== TASK REQUIREMENTS ==
Give the number of lines in the records below that contain the word "mode". State only that number.

** ENTRIES SHOWN follows **

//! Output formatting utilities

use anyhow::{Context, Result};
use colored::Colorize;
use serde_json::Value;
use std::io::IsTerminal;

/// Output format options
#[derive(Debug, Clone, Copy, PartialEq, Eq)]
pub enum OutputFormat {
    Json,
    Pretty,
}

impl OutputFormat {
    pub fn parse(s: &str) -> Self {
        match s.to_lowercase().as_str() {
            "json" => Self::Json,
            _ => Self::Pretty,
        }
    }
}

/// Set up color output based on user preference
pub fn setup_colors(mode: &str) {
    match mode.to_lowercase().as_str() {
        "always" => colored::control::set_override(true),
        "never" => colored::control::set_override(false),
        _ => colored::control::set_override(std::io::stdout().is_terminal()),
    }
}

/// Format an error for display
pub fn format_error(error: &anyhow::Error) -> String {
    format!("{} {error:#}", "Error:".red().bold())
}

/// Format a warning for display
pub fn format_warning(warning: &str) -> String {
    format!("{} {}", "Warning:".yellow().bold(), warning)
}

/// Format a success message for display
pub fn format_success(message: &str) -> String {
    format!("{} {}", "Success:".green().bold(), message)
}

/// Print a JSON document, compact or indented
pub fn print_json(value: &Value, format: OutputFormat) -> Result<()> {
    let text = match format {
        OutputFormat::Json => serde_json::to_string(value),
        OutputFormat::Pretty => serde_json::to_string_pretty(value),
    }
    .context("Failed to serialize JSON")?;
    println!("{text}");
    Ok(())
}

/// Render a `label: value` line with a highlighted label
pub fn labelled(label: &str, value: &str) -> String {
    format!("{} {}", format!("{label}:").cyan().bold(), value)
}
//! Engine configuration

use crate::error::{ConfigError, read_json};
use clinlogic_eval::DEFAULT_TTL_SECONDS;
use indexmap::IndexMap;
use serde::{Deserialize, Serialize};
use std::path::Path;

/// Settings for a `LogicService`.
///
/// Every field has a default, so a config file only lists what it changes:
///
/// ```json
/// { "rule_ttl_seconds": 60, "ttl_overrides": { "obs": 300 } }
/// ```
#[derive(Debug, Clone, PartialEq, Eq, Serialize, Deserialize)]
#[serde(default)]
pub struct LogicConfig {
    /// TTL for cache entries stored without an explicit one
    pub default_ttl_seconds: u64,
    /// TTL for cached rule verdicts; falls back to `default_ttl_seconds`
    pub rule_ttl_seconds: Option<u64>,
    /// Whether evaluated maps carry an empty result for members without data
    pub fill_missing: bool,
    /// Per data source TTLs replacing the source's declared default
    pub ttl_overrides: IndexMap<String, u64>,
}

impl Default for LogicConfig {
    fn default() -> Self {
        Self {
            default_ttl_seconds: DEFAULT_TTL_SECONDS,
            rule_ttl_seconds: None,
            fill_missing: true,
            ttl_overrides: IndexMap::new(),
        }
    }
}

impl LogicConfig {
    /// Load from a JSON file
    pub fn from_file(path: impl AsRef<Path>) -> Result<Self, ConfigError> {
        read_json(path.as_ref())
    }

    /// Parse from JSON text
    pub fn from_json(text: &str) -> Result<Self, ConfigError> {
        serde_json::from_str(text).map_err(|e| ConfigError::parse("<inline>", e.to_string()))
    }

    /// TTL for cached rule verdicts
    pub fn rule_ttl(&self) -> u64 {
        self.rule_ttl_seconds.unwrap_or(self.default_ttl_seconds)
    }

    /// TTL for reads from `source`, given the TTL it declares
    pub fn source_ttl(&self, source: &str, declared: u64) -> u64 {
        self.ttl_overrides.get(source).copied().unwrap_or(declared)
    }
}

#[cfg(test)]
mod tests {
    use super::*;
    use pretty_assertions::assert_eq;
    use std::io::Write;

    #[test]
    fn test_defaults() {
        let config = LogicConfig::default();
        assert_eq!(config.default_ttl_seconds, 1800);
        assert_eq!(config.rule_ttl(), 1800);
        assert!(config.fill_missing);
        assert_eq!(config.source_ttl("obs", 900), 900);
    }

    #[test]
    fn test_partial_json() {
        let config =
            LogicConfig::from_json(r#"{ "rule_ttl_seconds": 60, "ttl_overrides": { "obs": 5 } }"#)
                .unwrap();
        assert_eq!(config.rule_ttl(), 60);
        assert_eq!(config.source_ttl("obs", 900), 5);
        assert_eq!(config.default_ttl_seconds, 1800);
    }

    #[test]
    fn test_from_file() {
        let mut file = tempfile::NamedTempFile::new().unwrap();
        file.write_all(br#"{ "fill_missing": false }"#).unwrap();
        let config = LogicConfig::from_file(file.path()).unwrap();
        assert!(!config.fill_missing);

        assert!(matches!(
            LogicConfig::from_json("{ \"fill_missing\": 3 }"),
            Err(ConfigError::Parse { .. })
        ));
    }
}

** End of ENTRIES SHOWN **

== ANSWER SPACE ==
2